それは、私の孤独と著者の孤独の捉え方が異なるからです。世間の孤独本が有用になる人とそうでない人がいると思い、その違いを記事にしました。
孤独本は寂しさのない孤独が前提になっている
タイトルに孤独が含まれいる本をよく見かけます。
- 孤独の○○
- 〇〇の孤独
など(孤独が9割、孤独大全はありませんが)
読んでみると、ザックリですが「孤独を楽しもう」「孤独の時間を使って人生を充実させよう」というメッセージが盛り込まれており孤独を肯定されています。
年配者向けに書かれていることが多いのですが、世間(人や社会)のしがらみから抜けて一人の時間を充実させようという内容です。
それは寂しい孤独ではなく充実した孤独。孤独は素敵なことであるというニュアンスが含まれています。
前提として知っておきたいことは、著者は本を書いて出版するくらいだから、充分に人や社会とつながりがあるのです。大きな孤独を味わっているわけではなく、別のステージにいる人達に思います。

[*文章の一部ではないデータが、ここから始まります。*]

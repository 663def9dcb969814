//! Default values shared by the workspace binaries and tests.

/// Default log filter expression used by the binaries.
pub const DEFAULT_LOG_FILTER: &str = "info";

/// Default log filter expression used by the binaries.
#[must_use]
pub fn default_log_filter() -> &'static str {
    DEFAULT_LOG_FILTER
}

/// Default logging format for the binaries.
#[must_use]
pub fn default_log_format() -> crate::logging::LogFormat {
    crate::logging::LogFormat::Json
}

それらの本を読んだとき、著者の主張はもっともであり、人生を充実させられる人が多いことも納得します。
ただ、私はしっくりこない感覚もありました。私の感じている孤独感は、人や社会とつながりのない寂しい孤独だったからです。
著者がすすめる孤独と、私の孤独感は誤差があるのです。
孤独と孤独感の違い
孤独という言葉も捉え方が難しいと思います。
- 孤独=物理的にひとりであること (寂しさを含むとは限らない)
- 孤独感=精神的にひとりであること(寂しさが含まれるニュアンスが強い)
「孤独」は前後の文脈で、寂しさを含んだり含まなかったりするようです。独本の孤独は、孤独を選択できる人の考え方に思い、孤独感とはやや異なるように感じます。
孤独の意味をはき違えない
孤独と孤独感の意味をはき違えると、「孤独は素敵なことだ」と捉えて悦に入ることになります。自分に孤独感があっても、「なんだ、孤独でいいのか」と一時的に気持ちが和らぐかもしれません。
しかし長期的にみると、孤独感への対処がおろそかになると感じるのです。
孤独感のある人が、孤独の意味をはき違えると、より孤独感を強めてしまう結果になるかもしれません。
寂しさのない孤独は、人の充実にとって必要だと思います。寂しさのある孤独(感)は、適切に対処する必要があると思うのです。
寂しさのある孤独感は「つながる能力」が必要
孤独を対処するほうがいい人とは、人や社会とつながる能力が未発達、もしくは一時的に後退している人です。
人は一定量(寂しを感じなくなるまで)、人や社会とつながる経験をすると、その能力を獲得していきます。いつでも人や社会とつながれること、その能力が身についていることに安心感が生まれるからです。
その安心感があって、はじめて自分の意志で「孤独を選択する」ことが可能になるのです。「つながる能力」を獲得しないうちから孤独を選択すると、寂しさが追いかけてくるのです。
まとめ
世間の孤独本は読む人によって受け取り方が異なるような気がします。孤独を選択できる人は、充分に人や社会とつながってきた人だと思います。
これから人や社会とつながる能力を獲得する人は、鵜呑みにせずに自分のステージにあった捉え方が必要に思います。